Ionization properties of titratable groups in ribonuclease T1. I. pKa values in the native state determined by two-dimensional heteronuclear NMR spectroscopy.

pKa values of amino acid side chains of ribonuclease T1 have been determined from the pH dependence of 13C and 15N resonances. It was possible to derive pKa values of single protonation or deprotonation sites of carboxylate and imidazole groups. Deviations from pKa values of free amino acids could be interpreted with electrostatic interactions of corresponding side chains with the protein environment. In particular, the interaction between H27 and E82 led to an increase of the H27 pKa and a decrease of the E82 pKa. The pKa of E28 at the C-terminal end of the alpha-helix was increased because of the dipolar character of the alpha-helix.

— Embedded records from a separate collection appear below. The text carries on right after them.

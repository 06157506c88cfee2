//! CNF data structures shared between the encoder and the solver, plus
//! DIMACS serialization for external-solver interop.

use std::io::{self, BufRead, Write};

/// A nonzero signed literal: `+x` means "variable x is true", `-x` means
/// "variable x is false". Variable identifiers fit comfortably in 32 bits
/// even at the largest supported grid size (N=25 → 15,625 variables).
pub type Lit = i32;

/// A disjunction of literals. Satisfied once any one literal is true.
pub type Clause = Vec<Lit>;

/// A conjunction of clauses. The empty formula is vacuously satisfied; a
/// formula containing an empty clause is unsatisfiable.
pub type Formula = Vec<Clause>;

/// Largest variable identifier referenced anywhere in `formula`.
pub fn num_vars_used(formula: &Formula) -> usize {
    formula
        .iter()
        .flatten()
        .map(|&lit| lit.unsigned_abs() as usize)
        .max()
        .unwrap_or(0)
}

#[derive(Debug, thiserror::Error)]
pub enum DimacsError {
    #[error("IO error: {0}")]
    Io(#[from] io::Error),
    #[error("malformed DIMACS: header declared {declared} clauses, body has {actual}")]
    ClauseCountMismatch { declared: usize, actual: usize },
    #[error("malformed DIMACS: {0}")]
    InvalidFormat(String),
}

/// Writes `formula` in DIMACS CNF format:
/// ```text
/// p cnf <num_vars> <num_clauses>
/// <lit> <lit> ... 0
/// ```
/// one clause per line, each terminated by a literal `0`.
pub fn write_dimacs<W: Write>(writer: &mut W, formula: &Formula, num_vars: usize) -> io::Result<()> {
    debug_assert!(
        num_vars_used(formula) <= num_vars,
        "num_vars {num_vars} is smaller than the largest literal actually used ({})",
        num_vars_used(formula)
    );
    writeln!(writer, "p cnf {num_vars} {}", formula.len())?;
    for clause in formula {
        for lit in clause {
            write!(writer, "{lit} ")?;
        }
        writeln!(writer, "0")?;
    }
    writer.flush()
}

/// Parses a DIMACS CNF stream back into a `(Formula, num_vars)` pair.
///
/// Lines starting with `c` are treated as comments and skipped (DIMACS
/// allows them even though this crate's writer never emits any). The `p cnf`
/// header is required and its declared clause count is checked against the
/// number of clause lines actually read.
pub fn parse_dimacs<R: BufRead>(reader: R) -> Result<(Formula, usize), DimacsError> {
    let mut header: Option<(usize, usize)> = None;
    let mut formula = Formula::new();

    for line in reader.lines() {
        let line = line?;
        let line = line.trim();
        if line.is_empty() || line.starts_with('c') {
            continue;
        }
        if let Some(rest) = line.strip_prefix("p cnf") {
            let mut parts = rest.split_whitespace();
            let num_vars = parts
                .next()
                .and_then(|s| s.parse::<usize>().ok())
                .ok_or_else(|| DimacsError::InvalidFormat("bad p cnf header".to_string()))?;
            let num_clauses = parts
                .next()
                .and_then(|s| s.parse::<usize>().ok())
                .ok_or_else(|| DimacsError::InvalidFormat("bad p cnf header".to_string()))?;
            header = Some((num_vars, num_clauses));
            continue;
        }

        let mut clause: Clause = Vec::new();
        for tok in line.split_whitespace() {
            let lit: Lit = tok
                .parse()
                .map_err(|_| DimacsError::InvalidFormat(format!("bad literal {tok:?}")))?;
            if lit == 0 {
                break;
            }
            clause.push(lit);
        }
        formula.push(clause);
    }

    let (num_vars, declared_clauses) = header
        .ok_or_else(|| DimacsError::InvalidFormat("missing p cnf header".to_string()))?;
    if declared_clauses != formula.len() {
        return Err(DimacsError::ClauseCountMismatch {
            declared: declared_clauses,
            actual: formula.len(),
        });
    }
    Ok((formula, num_vars))
}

D76 did not titrate in the investigated pH range of about 2-9. From the chemical shift value this buried side chain seems to be protonated. The pKa values of side chains in the active site deviate from a normal behaviour. The lower pKa value of E58 may be interpreted with the close proximity of this side chain with positively charged H40 and R77. A novel two-dimensional 1H(13Cdelta)13Cgamma correlation experiment was developed to observe the pH dependence of the chemical shifts of the Cgamma resonances of histidine residues. From the inspection of the Cgamma chemical shift-pH profiles it was possible to determine the predominant tautomeric form for the histidine residues at higher pH values.